Window Functions

Window functions are the most powerful feature in SQL for data engineering work. They let you perform calculations across rows related to the current row without collapsing the result set. Where GROUP BY reduces many rows to one, window functions keep every row and add computed columns. Once you internalize these patterns, you will stop writing self-joins and correlated subqueries entirely.

How Window Functions Work

A window function operates on a set of rows (the "window") defined by the OVER clause.

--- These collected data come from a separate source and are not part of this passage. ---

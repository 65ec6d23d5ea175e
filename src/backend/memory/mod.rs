//! In-Memory Backend
//!
//! Process-local implementation of the backend contract, for tests and
//! offline development. Not coherent across processes.
//!
//! ## Concurrency
//! One `parking_lot::Mutex` guards the whole key space. Every operation,
//! including compare-and-swap, compare-and-delete and the write+publish
//! combinators, runs start to finish under that lock, so each is a single
//! indivisible step exactly like a server-evaluated command. Notifications
//! are queued before the lock is released, which keeps them in mutation
//! order.
//!
//! ## Parity with the networked store
//! - Namespaces are isolated through the same wire keys
//! - Groups and values share the key space; addressing a key with the
//!   wrong kind of operation is rejected
//! - Lock keys expire
//! - Notifications for channels nobody subscribes to are dropped

mod store;

pub use store::{Data, Store};

use std::collections::{HashMap, HashSet};
use std::time::Duration;

use crossbeam::channel::Sender;
use parking_lot::Mutex;

use crate::error::{Result, SdlError};
use crate::events::{Event, EventCallback, EventDispatcher, Notification};
use crate::keyspace::{self, ChannelsAndEvents};

use super::DbBackend;

/// In-memory backend
pub struct MemoryBackend {
    /// Key space shared by values, groups and locks
    store: Mutex<Store>,

    /// Subscription registry and delivery
    dispatcher: EventDispatcher,

    /// Producer side of the dispatcher queue
    notify_tx: Sender<Notification>,
}

impl MemoryBackend {
    /// Create an empty backend
    pub fn new() -> Self {
        let dispatcher = EventDispatcher::new("memory");
        let notify_tx = dispatcher.sender();
        Self {
            store: Mutex::new(Store::new()),
            dispatcher,
            notify_tx,
        }
    }

    /// Number of live keys across all namespaces
    pub fn key_count(&self) -> usize {
        self.store.lock().len()
    }

    /// Queue notifications for subscribed channels
    ///
    /// Called with the store lock held.
    fn publish(&self, ns: &str, channels_and_events: &ChannelsAndEvents) {
        for (channel, payload) in keyspace::prepare_channels(ns, channels_and_events) {
            if !self.dispatcher.is_registered(&channel) {
                tracing::trace!(%channel, "no subscriber, notification dropped");
                continue;
            }
            let notification = Notification::new(channel, keyspace::split_events(&payload));
            if self.notify_tx.send(notification).is_err() {
                tracing::warn!("event queue closed, notification dropped");
            }
        }
    }

    fn set_if_locked(store: &mut Store, wire_key: &str, old_data: &[u8], new_data: &[u8]) -> Result<bool> {
        if !Self::holds(store, wire_key, old_data)? {
            return Ok(false);
        }
        store.put_value(wire_key, new_data.to_vec());
        Ok(true)
    }

    fn remove_if_locked(store: &mut Store, wire_key: &str, data: &[u8]) -> Result<bool> {
        if !Self::holds(store, wire_key, data)? {
            return Ok(false);
        }
        store.remove(wire_key);
        Ok(true)
    }

    /// Whether the key currently stores exactly `data`
    fn holds(store: &mut Store, wire_key: &str, data: &[u8]) -> Result<bool> {
        Ok(matches!(store.value_for_update(wire_key)?, Some(current) if current.as_slice() == data))
    }

    fn set_if_not_exists_locked(store: &mut Store, wire_key: &str, data: &[u8]) -> bool {
        if store.contains(wire_key) {
            return false;
        }
        store.put_value(wire_key, data.to_vec());
        true
    }
}

impl Default for MemoryBackend {
    fn default() -> Self {
        Self::new()
    }
}

impl DbBackend for MemoryBackend {
    fn is_connected(&self) -> Result<bool> {
        Ok(true)
    }

    fn close(&self) {
        self.dispatcher.shutdown();
    }

    fn describe(&self) -> String {
        format!("in-memory backend ({} keys)", self.key_count())
    }

    // =========================================================================
    // Point Operations
    // =========================================================================

    fn set(&self, ns: &str, data: &HashMap<String, Vec<u8>>) -> Result<()> {
        let mut store = self.store.lock();
        for (key, value) in data {
            store.put_value(&keyspace::ns_key(ns, key), value.clone());
        }
        Ok(())
    }

    fn set_if(&self, ns: &str, key: &str, old_data: &[u8], new_data: &[u8]) -> Result<bool> {
        let mut store = self.store.lock();
        Self::set_if_locked(&mut store, &keyspace::ns_key(ns, key), old_data, new_data)
    }

    fn set_if_not_exists(&self, ns: &str, key: &str, data: &[u8]) -> Result<bool> {
        let mut store = self.store.lock();
        Ok(Self::set_if_not_exists_locked(&mut store, &keyspace::ns_key(ns, key), data))
    }

    fn get(&self, ns: &str, keys: &[String]) -> Result<HashMap<String, Vec<u8>>> {
        let mut store = self.store.lock();
        let mut found = HashMap::with_capacity(keys.len());
        for key in keys {
            if let Some(value) = store.get_value(&keyspace::ns_key(ns, key)) {
                found.insert(key.clone(), value.clone());
            }
        }
        Ok(found)
    }

    fn find_keys(&self, ns: &str, pattern: &str) -> Result<Vec<String>> {
        let prefix = keyspace::ns_prefix(ns);
        let wire_keys = self.store.lock().scan(&prefix, pattern);
        wire_keys
            .iter()
            .map(|wire| keyspace::strip_ns(ns, wire).map(str::to_string))
            .collect()
    }

    fn find_and_get(&self, ns: &str, pattern: &str) -> Result<HashMap<String, Vec<u8>>> {
        let prefix = keyspace::ns_prefix(ns);
        let mut store = self.store.lock();
        let mut found = HashMap::new();
        for wire in store.scan(&prefix, pattern) {
            if let Some(value) = store.get_value(&wire) {
                found.insert(keyspace::strip_ns(ns, &wire)?.to_string(), value.clone());
            }
        }
        Ok(found)
    }

    fn remove(&self, ns: &str, keys: &[String]) -> Result<()> {
        let mut store = self.store.lock();
        for key in keys {
            store.remove(&keyspace::ns_key(ns, key));
        }
        Ok(())
    }

    fn remove_if(&self, ns: &str, key: &str, data: &[u8]) -> Result<bool> {
        let mut store = self.store.lock();
        Self::remove_if_locked(&mut store, &keyspace::ns_key(ns, key), data)
    }

    // =========================================================================
    // Group Operations
    // =========================================================================

    fn add_member(&self, ns: &str, group: &str, members: &HashSet<Vec<u8>>) -> Result<()> {
        let mut store = self.store.lock();
        if let Some(set) = store.group_mut(&keyspace::ns_key(ns, group), true)? {
            set.extend(members.iter().cloned());
        }
        Ok(())
    }

    fn remove_member(&self, ns: &str, group: &str, members: &HashSet<Vec<u8>>) -> Result<()> {
        let wire = keyspace::ns_key(ns, group);
        let mut store = self.store.lock();
        if let Some(set) = store.group_mut(&wire, false)? {
            for member in members {
                set.remove(member);
            }
        }
        store.drop_if_empty_group(&wire);
        Ok(())
    }

    fn remove_group(&self, ns: &str, group: &str) -> Result<()> {
        self.store.lock().remove(&keyspace::ns_key(ns, group));
        Ok(())
    }

    fn get_members(&self, ns: &str, group: &str) -> Result<HashSet<Vec<u8>>> {
        let mut store = self.store.lock();
        Ok(store
            .group_mut(&keyspace::ns_key(ns, group), false)?
            .map(|set| set.clone())
            .unwrap_or_default())
    }

    fn is_member(&self, ns: &str, group: &str, member: &[u8]) -> Result<bool> {
        let mut store = self.store.lock();
        Ok(store
            .group_mut(&keyspace::ns_key(ns, group), false)?
            .map(|set| set.contains(member))
            .unwrap_or(false))
    }

    fn group_size(&self, ns: &str, group: &str) -> Result<usize> {
        let mut store = self.store.lock();
        Ok(store
            .group_mut(&keyspace::ns_key(ns, group), false)?
            .map(|set| set.len())
            .unwrap_or(0))
    }

    // =========================================================================
    // Write + Publish
    // =========================================================================

    fn set_and_publish(
        &self,
        ns: &str,
        channels_and_events: &ChannelsAndEvents,
        data: &HashMap<String, Vec<u8>>,
    ) -> Result<()> {
        let mut store = self.store.lock();
        for (key, value) in data {
            store.put_value(&keyspace::ns_key(ns, key), value.clone());
        }
        self.publish(ns, channels_and_events);
        Ok(())
    }

    fn set_if_and_publish(
        &self,
        ns: &str,
        channels_and_events: &ChannelsAndEvents,
        key: &str,
        old_data: &[u8],
        new_data: &[u8],
    ) -> Result<bool> {
        let mut store = self.store.lock();
        let done = Self::set_if_locked(&mut store, &keyspace::ns_key(ns, key), old_data, new_data)?;
        if done {
            self.publish(ns, channels_and_events);
        }
        Ok(done)
    }

    fn set_if_not_exists_and_publish(
        &self,
        ns: &str,
        channels_and_events: &ChannelsAndEvents,
        key: &str,
        data: &[u8],
    ) -> Result<bool> {
        let mut store = self.store.lock();
        let done = Self::set_if_not_exists_locked(&mut store, &keyspace::ns_key(ns, key), data);
        if done {
            self.publish(ns, channels_and_events);
        }
        Ok(done)
    }

    fn remove_and_publish(
        &self,
        ns: &str,
        channels_and_events: &ChannelsAndEvents,
        keys: &[String],
    ) -> Result<()> {
        let mut store = self.store.lock();
        for key in keys {
            store.remove(&keyspace::ns_key(ns, key));
        }
        self.publish(ns, channels_and_events);
        Ok(())
    }

    fn remove_if_and_publish(
        &self,
        ns: &str,
        channels_and_events: &ChannelsAndEvents,
        key: &str,
        data: &[u8],
    ) -> Result<bool> {
        let mut store = self.store.lock();
        let done = Self::remove_if_locked(&mut store, &keyspace::ns_key(ns, key), data)?;
        if done {
            self.publish(ns, channels_and_events);
        }
        Ok(done)
    }

    fn remove_all_and_publish(&self, ns: &str, channels_and_events: &ChannelsAndEvents) -> Result<()> {
        let prefix = keyspace::ns_prefix(ns);
        let mut store = self.store.lock();
        for wire in store.scan(&prefix, "*") {
            store.remove(&wire);
        }
        self.publish(ns, channels_and_events);
        Ok(())
    }

    // =========================================================================
    // Notifications
    // =========================================================================

    fn subscribe_channel(&self, ns: &str, callback: EventCallback, channels: &[String]) -> Result<()> {
        for channel in channels {
            self.dispatcher
                .register(keyspace::ns_key(ns, channel), channel.clone(), callback.clone());
        }
        Ok(())
    }

    fn unsubscribe_channel(&self, ns: &str, channels: &[String]) -> Result<()> {
        for channel in channels {
            self.dispatcher.unregister(&keyspace::ns_key(ns, channel));
        }
        Ok(())
    }

    fn start_event_listener(&self) -> Result<()> {
        if self.dispatcher.subscription_count() == 0 {
            return Err(SdlError::RejectedByBackend(
                "cannot start event listener without subscribed channels".to_string(),
            ));
        }
        self.dispatcher.start()
    }

    fn handle_events(&self) -> Result<Option<Event>> {
        self.dispatcher.poll()
    }

    // =========================================================================
    // Lock Primitives
    // =========================================================================

    fn lock_acquire(&self, ns: &str, name: &str, token: &str, expiration: Duration) -> Result<bool> {
        let wire = keyspace::ns_key(ns, name);
        let mut store = self.store.lock();
        if store.contains(&wire) {
            return Ok(false);
        }
        store.put_expiring(&wire, token.as_bytes().to_vec(), expiration);
        Ok(true)
    }

    fn lock_release(&self, ns: &str, name: &str, token: &str) -> Result<bool> {
        let mut store = self.store.lock();
        Self::remove_if_locked(&mut store, &keyspace::ns_key(ns, name), token.as_bytes())
    }

    fn lock_refresh(&self, ns: &str, name: &str, token: &str, expiration: Duration) -> Result<bool> {
        let wire = keyspace::ns_key(ns, name);
        let mut store = self.store.lock();
        let held = Self::holds(&mut store, &wire, token.as_bytes())?;
        Ok(held && store.expire(&wire, expiration))
    }

    fn lock_validity(&self, ns: &str, name: &str, token: &str) -> Result<Duration> {
        let wire = keyspace::ns_key(ns, name);
        let mut store = self.store.lock();
        let holder = store.value_for_update(&wire)?.cloned();
        match holder {
            None => Err(SdlError::RejectedByBackend(format!(
                "lock '{}' is not held by anyone",
                name
            ))),
            Some(current) if current.as_slice() != token.as_bytes() => Err(SdlError::RejectedByBackend(
                format!("lock '{}' is held by another owner", name),
            )),
            Some(_) => store.ttl(&wire).ok_or_else(|| {
                SdlError::RejectedByBackend(format!("lock '{}' has no expiration", name))
            }),
        }
    }

    fn lock_holder(&self, ns: &str, name: &str) -> Result<Option<String>> {
        let mut store = self.store.lock();
        Ok(store
            .value_for_update(&keyspace::ns_key(ns, name))?
            .map(|token| String::from_utf8_lossy(token).into_owned()))
    }
}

The function computes a value for each row based on the rows in its window.

-- Basic structure
SELECT
    column,
    FUNCTION() OVER (
        PARTITION BY grouping_column
        ORDER BY ordering_column
        ROWS BETWEEN start AND end
    ) AS computed_value
FROM table;

PARTITION BY divides rows into groups (like GROUP BY, but without collapsing). Each partition is processed independently.

ORDER BY determines the order of rows within each partition. Required for ranking and running calculations.

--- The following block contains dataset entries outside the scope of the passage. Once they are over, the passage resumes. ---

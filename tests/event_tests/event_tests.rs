//! Tests for notifications
//!
//! These tests verify:
//! - Write+publish combinators notify only when the write took effect
//! - Polled and managed delivery, and their mutual exclusion
//! - Event ordering and separator validation
//! - Unsubscribing stops delivery

use std::collections::HashMap;
use std::sync::Arc;
use std::time::Duration;

use crossbeam::channel::{self, Receiver};
use parking_lot::Mutex;
use sdlkv::{ChannelsAndEvents, SdlError, SyncStorage};

// =============================================================================
// Helper Functions
// =============================================================================

type Seen = Arc<Mutex<Vec<(String, Vec<String>)>>>;

fn events(channel: &str, items: &[&str]) -> ChannelsAndEvents {
    let mut map = ChannelsAndEvents::new();
    map.insert(channel.to_string(), items.iter().map(|e| e.to_string()).collect());
    map
}

fn data(key: &str, value: &[u8]) -> HashMap<String, Vec<u8>> {
    let mut map = HashMap::new();
    map.insert(key.to_string(), value.to_vec());
    map
}

/// Subscribe a recording callback to `channel`
fn recorder(sdl: &SyncStorage, ns: &str, channel: &str) -> Seen {
    let seen: Seen = Arc::new(Mutex::new(Vec::new()));
    let sink = Arc::clone(&seen);
    sdl.subscribe_channel(
        ns,
        move |ch: &str, evs: &[String]| sink.lock().push((ch.to_string(), evs.to_vec())),
        [channel],
    )
    .unwrap();
    seen
}

/// Subscribe a callback forwarding into a channel, for managed delivery
fn forwarder(sdl: &SyncStorage, ns: &str, channel: &str) -> Receiver<(String, Vec<String>)> {
    let (tx, rx) = channel::unbounded();
    sdl.subscribe_channel(
        ns,
        move |ch: &str, evs: &[String]| {
            let _ = tx.send((ch.to_string(), evs.to_vec()));
        },
        [channel],
    )
    .unwrap();
    rx
}

fn drain(sdl: &SyncStorage) -> Vec<(String, Vec<String>)> {
    let mut out = Vec::new();
    while let Some(event) = sdl.handle_events().unwrap() {
        out.push(event);
    }
    out
}

// =============================================================================
// Publish-on-success Tests
// =============================================================================

#[test]
fn test_set_and_publish_delivers() {
    let sdl = SyncStorage::in_memory();
    let seen = recorder(&sdl, "ns", "ch");

    sdl.set_and_publish("ns", &events("ch", &["e1"]), &data("k", b"v"))
        .unwrap();

    let event = sdl.handle_events().unwrap();
    assert_eq!(event, Some(("ch".to_string(), vec!["e1".to_string()])));
    assert_eq!(seen.lock().len(), 1);
    assert_eq!(sdl.get("ns", ["k"]).unwrap()["k"], b"v".to_vec());
}

#[test]
fn test_set_if_and_publish_failed_guard_is_silent() {
    let sdl = SyncStorage::in_memory();
    let seen = recorder(&sdl, "ns", "ch");
    sdl.set("ns", &data("k", b"current")).unwrap();

    let done = sdl
        .set_if_and_publish("ns", &events("ch", &["changed"]), "k", b"stale", b"new")
        .unwrap();

    assert!(!done);
    assert!(drain(&sdl).is_empty());
    assert!(seen.lock().is_empty());
    assert_eq!(sdl.get("ns", ["k"]).unwrap()["k"], b"current".to_vec());
}

#[test]
fn test_set_if_and_publish_success_delivers() {
    let sdl = SyncStorage::in_memory();
    let _seen = recorder(&sdl, "ns", "ch");
    sdl.set("ns", &data("k", b"current")).unwrap();

    assert!(sdl
        .set_if_and_publish("ns", &events("ch", &["changed"]), "k", b"current", b"new")
        .unwrap());

    assert_eq!(drain(&sdl).len(), 1);
}

#[test]
fn test_set_if_not_exists_and_publish_once() {
    let sdl = SyncStorage::in_memory();
    let _seen = recorder(&sdl, "ns", "ch");

    assert!(sdl
        .set_if_not_exists_and_publish("ns", &events("ch", &["created"]), "k", b"v")
        .unwrap());
    assert!(!sdl
        .set_if_not_exists_and_publish("ns", &events("ch", &["created"]), "k", b"v")
        .unwrap());

    assert_eq!(drain(&sdl).len(), 1);
}

#[test]
fn test_remove_if_and_publish() {
    let sdl = SyncStorage::in_memory();
    let _seen = recorder(&sdl, "ns", "ch");
    sdl.set("ns", &data("k", b"v")).unwrap();

    assert!(!sdl
        .remove_if_and_publish("ns", &events("ch", &["gone"]), "k", b"other")
        .unwrap());
    assert!(sdl
        .remove_if_and_publish("ns", &events("ch", &["gone"]), "k", b"v")
        .unwrap());

    assert_eq!(drain(&sdl), vec![("ch".to_string(), vec!["gone".to_string()])]);
}

#[test]
fn test_remove_and_remove_all_publish() {
    let sdl = SyncStorage::in_memory();
    let _seen = recorder(&sdl, "ns", "ch");
    sdl.set("ns", &data("a", b"1")).unwrap();
    sdl.set("ns", &data("b", b"2")).unwrap();

    sdl.remove_and_publish("ns", &events("ch", &["a_removed"]), ["a"])
        .unwrap();
    sdl.remove_all_and_publish("ns", &events("ch", &["all_removed"]))
        .unwrap();

    let delivered = drain(&sdl);
    assert_eq!(delivered.len(), 2);
    assert_eq!(delivered[1].1, vec!["all_removed".to_string()]);
    assert!(sdl.find_keys("ns", "*").unwrap().is_empty());
}

// =============================================================================
// Delivery Tests
// =============================================================================

#[test]
fn test_events_keep_publish_order() {
    let sdl = SyncStorage::in_memory();
    let seen = recorder(&sdl, "ns", "ch");

    for i in 0..5 {
        let event = format!("e{}", i);
        sdl.set_and_publish("ns", &events("ch", &[event.as_str()]), &data("k", b"v"))
            .unwrap();
    }
    drain(&sdl);

    let order: Vec<String> = seen.lock().iter().map(|(_, evs)| evs[0].clone()).collect();
    assert_eq!(order, vec!["e0", "e1", "e2", "e3", "e4"]);
}

#[test]
fn test_multiple_events_arrive_together() {
    let sdl = SyncStorage::in_memory();
    let _seen = recorder(&sdl, "ns", "ch");

    sdl.set_and_publish("ns", &events("ch", &["e1", "e2"]), &data("k", b"v"))
        .unwrap();

    assert_eq!(
        drain(&sdl),
        vec![("ch".to_string(), vec!["e1".to_string(), "e2".to_string()])]
    );
}

#[test]
fn test_event_with_separator_is_misuse() {
    let sdl = SyncStorage::in_memory();

    let err = sdl
        .set_and_publish("ns", &events("ch", &["bad___event"]), &data("k", b"v"))
        .unwrap_err();

    assert!(matches!(err, SdlError::Misuse(_)));
    assert!(sdl.get("ns", ["k"]).unwrap().is_empty());
}

#[test]
fn test_unsubscribed_channel_gets_nothing() {
    let sdl = SyncStorage::in_memory();
    let _seen = recorder(&sdl, "ns", "ch");

    sdl.unsubscribe_channel("ns", ["ch"]).unwrap();
    sdl.set_and_publish("ns", &events("ch", &["e"]), &data("k", b"v"))
        .unwrap();

    assert!(drain(&sdl).is_empty());
}

#[test]
fn test_other_namespace_channel_not_delivered() {
    let sdl = SyncStorage::in_memory();
    let _seen = recorder(&sdl, "ns1", "ch");

    sdl.set_and_publish("ns2", &events("ch", &["e"]), &data("k", b"v"))
        .unwrap();

    assert!(drain(&sdl).is_empty());
}

#[test]
fn test_managed_listener_delivers() {
    let sdl = SyncStorage::in_memory();
    let rx = forwarder(&sdl, "ns", "ch");
    sdl.start_event_listener().unwrap();

    sdl.set_and_publish("ns", &events("ch", &["e1"]), &data("k", b"v"))
        .unwrap();

    let (channel, evs) = rx.recv_timeout(Duration::from_secs(5)).unwrap();
    assert_eq!(channel, "ch");
    assert_eq!(evs, vec!["e1".to_string()]);
}

#[test]
fn test_namespace_with_comma_keeps_channel_name() {
    let sdl = SyncStorage::in_memory();
    let seen = recorder(&sdl, "a,b", "ch");

    sdl.set_and_publish("a,b", &events("ch", &["e"]), &data("k", b"v"))
        .unwrap();

    assert_eq!(drain(&sdl), vec![("ch".to_string(), vec!["e".to_string()])]);
    assert_eq!(seen.lock()[0].0, "ch");
}

// =============================================================================
// Mode Exclusion Tests
// =============================================================================

#[test]
fn test_listener_without_subscriptions_is_rejected() {
    let sdl = SyncStorage::in_memory();

    assert!(matches!(
        sdl.start_event_listener(),
        Err(SdlError::RejectedByBackend(_))
    ));
}

#[test]
fn test_listener_cannot_start_twice() {
    let sdl = SyncStorage::in_memory();
    let _rx = forwarder(&sdl, "ns", "ch");

    sdl.start_event_listener().unwrap();

    assert!(sdl.start_event_listener().is_err());
}

#[test]
fn test_polling_after_listener_is_rejected() {
    let sdl = SyncStorage::in_memory();
    let _rx = forwarder(&sdl, "ns", "ch");
    sdl.start_event_listener().unwrap();

    assert!(matches!(
        sdl.handle_events(),
        Err(SdlError::RejectedByBackend(_))
    ));
}

#[test]
fn test_listener_after_polling_is_rejected() {
    let sdl = SyncStorage::in_memory();
    let _seen = recorder(&sdl, "ns", "ch");
    assert_eq!(sdl.handle_events().unwrap(), None);

    assert!(sdl.start_event_listener().is_err());
}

Frame clause (ROWS BETWEEN) defines exactly which rows relative to the current row are included in the calculation. Defaults vary by function and database.

Ranking Functions

ROW_NUMBER

Assigns a sequential number to each row within its partition. No ties — if two rows are equal, one arbitrarily gets the lower number.

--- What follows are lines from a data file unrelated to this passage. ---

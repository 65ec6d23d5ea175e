//! Server-evaluated commands
//!
//! Every conditional write, every write+publish combinator and the lock
//! primitives run as one Lua script on the store, so no other client can
//! observe a partial outcome: a failed guard neither writes nor publishes.
//!
//! ## Argument Layout
//! ```text
//! set_if                          KEYS: key        ARGV: new, old
//! remove_if                       KEYS: key        ARGV: expected
//! set_and_publish                 KEYS: k1..kn     ARGV: v1..vn, ch, ev, ch, ev ...
//! set_if_and_publish              KEYS: key        ARGV: new, old, ch, ev ...
//! set_if_not_exists_and_publish   KEYS: key        ARGV: data, ch, ev ...
//! remove_and_publish              KEYS: k1..kn     ARGV: ch, ev ...
//! remove_if_and_publish           KEYS: key        ARGV: expected, ch, ev ...
//! lock_release                    KEYS: lock       ARGV: token
//! lock_refresh                    KEYS: lock       ARGV: token, millis
//! lock_validity                   KEYS: lock       ARGV: token
//! ```
//! Each returns 1 when the mutation took effect and 0 otherwise, except
//! `lock_validity` which returns the remaining milliseconds or a negative
//! error code.

use redis::{Script, ScriptInvocation};

const SET_IF: &str = r#"
local current = redis.call('GET', KEYS[1])
if current and current == ARGV[2] then
    redis.call('SET', KEYS[1], ARGV[1])
    return 1
end
return 0
"#;

const REMOVE_IF: &str = r#"
local current = redis.call('GET', KEYS[1])
if current and current == ARGV[1] then
    return redis.call('DEL', KEYS[1])
end
return 0
"#;

const SET_AND_PUBLISH: &str = r#"
for i = 1, #KEYS do
    redis.call('SET', KEYS[i], ARGV[i])
end
for i = #KEYS + 1, #ARGV, 2 do
    redis.call('PUBLISH', ARGV[i], ARGV[i + 1])
end
return 1
"#;

const SET_IF_AND_PUBLISH: &str = r#"
local current = redis.call('GET', KEYS[1])
if current and current == ARGV[2] then
    redis.call('SET', KEYS[1], ARGV[1])
    for i = 3, #ARGV, 2 do
        redis.call('PUBLISH', ARGV[i], ARGV[i + 1])
    end
    return 1
end
return 0
"#;

const SET_IF_NOT_EXISTS_AND_PUBLISH: &str = r#"
if redis.call('SETNX', KEYS[1], ARGV[1]) == 1 then
    for i = 2, #ARGV, 2 do
        redis.call('PUBLISH', ARGV[i], ARGV[i + 1])
    end
    return 1
end
return 0
"#;

const REMOVE_AND_PUBLISH: &str = r#"
for i = 1, #KEYS do
    redis.call('DEL', KEYS[i])
end
for i = 1, #ARGV, 2 do
    redis.call('PUBLISH', ARGV[i], ARGV[i + 1])
end
return 1
"#;

const REMOVE_IF_AND_PUBLISH: &str = r#"
local current = redis.call('GET', KEYS[1])
if current and current == ARGV[1] then
    redis.call('DEL', KEYS[1])
    for i = 2, #ARGV, 2 do
        redis.call('PUBLISH', ARGV[i], ARGV[i + 1])
    end
    return 1
end
return 0
"#;

const LOCK_RELEASE: &str = r#"
if redis.call('GET', KEYS[1]) == ARGV[1] then
    return redis.call('DEL', KEYS[1])
end
return 0
"#;

const LOCK_REFRESH: &str = r#"
if redis.call('GET', KEYS[1]) == ARGV[1] then
    return redis.call('PEXPIRE', KEYS[1], ARGV[2])
end
return 0
"#;

const LOCK_VALIDITY: &str = r#"
local token = redis.call('GET', KEYS[1])
if not token then
    return -10
end
if token ~= ARGV[1] then
    return -11
end
return redis.call('PTTL', KEYS[1])
"#;

/// `lock_validity` result: the lock key does not exist
pub const LOCK_NOT_HELD: i64 = -10;

/// `lock_validity` result: the lock key holds another token
pub const LOCK_HELD_BY_OTHER: i64 = -11;

/// Compiled scripts, built once per backend and shared by every shard
///
/// `Script` caches the SHA1 of its source and falls back to a full `EVAL`
/// when the store does not know the script yet.
pub struct Scripts {
    pub set_if: Script,
    pub remove_if: Script,
    pub set_and_publish: Script,
    pub set_if_and_publish: Script,
    pub set_if_not_exists_and_publish: Script,
    pub remove_and_publish: Script,
    pub remove_if_and_publish: Script,
    pub lock_release: Script,
    pub lock_refresh: Script,
    pub lock_validity: Script,
}

impl Scripts {
    pub fn new() -> Self {
        Self {
            set_if: Script::new(SET_IF),
            remove_if: Script::new(REMOVE_IF),
            set_and_publish: Script::new(SET_AND_PUBLISH),
            set_if_and_publish: Script::new(SET_IF_AND_PUBLISH),
            set_if_not_exists_and_publish: Script::new(SET_IF_NOT_EXISTS_AND_PUBLISH),
            remove_and_publish: Script::new(REMOVE_AND_PUBLISH),
            remove_if_and_publish: Script::new(REMOVE_IF_AND_PUBLISH),
            lock_release: Script::new(LOCK_RELEASE),
            lock_refresh: Script::new(LOCK_REFRESH),
            lock_validity: Script::new(LOCK_VALIDITY),
        }
    }
}

impl Default for Scripts {
    fn default() -> Self {
        Self::new()
    }
}

/// Append prepared channel/payload pairs to a script's arguments
pub fn push_channels(invocation: &mut ScriptInvocation<'_>, prepared: &[(String, String)]) {
    for (channel, payload) in prepared {
        invocation.arg(channel).arg(payload);
    }
}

-- Most recent order per customer
WITH ranked_orders AS (
    SELECT
        customer_id,
        order_id,
        order_date,
        order_amount,
        ROW_NUMBER() OVER (
            PARTITION BY customer_id
            ORDER BY order_date DESC
        ) AS rn
    FROM orders
)
SELECT customer_id, order_id, order_date, order_amount
FROM ranked_orders
WHERE rn = 1;

This is one of the most common patterns in data engineering. "Give me the latest/first/top-N per group" is a ROW_NUMBER problem.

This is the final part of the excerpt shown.